What is being asked >>
Output, word for word, the lines of this listing that fall between the line with "clap_mangen::Man::new(cmd)" and the line with "let cmd = C::command();", counting both of those lines, and no others.
Extracted information section start
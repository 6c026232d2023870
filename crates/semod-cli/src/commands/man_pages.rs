use super::EXIT_SUCCESS;
use clap::CommandFactory;
use std::path::Path;

fn render(cmd: clap::Command, path: &Path) -> Result<(), String> {
    let mut buf = Vec::new();
    clap_mangen::Man::new(cmd)
        .render(&mut buf)
        .map_err(|e| format!("man page render failed: {e}"))?;
    std::fs::write(path, &buf).map_err(|e| format!("failed to write {}: {e}", path.display()))
}

pub fn run<C: CommandFactory>(dir: &Path) -> Result<u8, String> {
    std::fs::create_dir_all(dir).map_err(|e| format!("failed to create dir: {e}"))?;
    let cmd = C::command();
    render(cmd.clone(), &dir.join("semod.1"))?;
    for sub in cmd.get_subcommands() {
        render(sub.clone(), &dir.join(format!("semod-{}.1", sub.get_name())))?;
    }
    println!("man pages written to {}", dir.display());
    Ok(EXIT_SUCCESS)
}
Extracted information section end
Response to this exercise >>
    clap_mangen::Man::new(cmd)
        .render(&mut buf)
        .map_err(|e| format!("man page render failed: {e}"))?;
    std::fs::write(path, &buf).map_err(|e| format!("failed to write {}: {e}", path.display()))
}

pub fn run<C: CommandFactory>(dir: &Path) -> Result<u8, String> {
    std::fs::create_dir_all(dir).map_err(|e| format!("failed to create dir: {e}"))?;
    let cmd = C::command();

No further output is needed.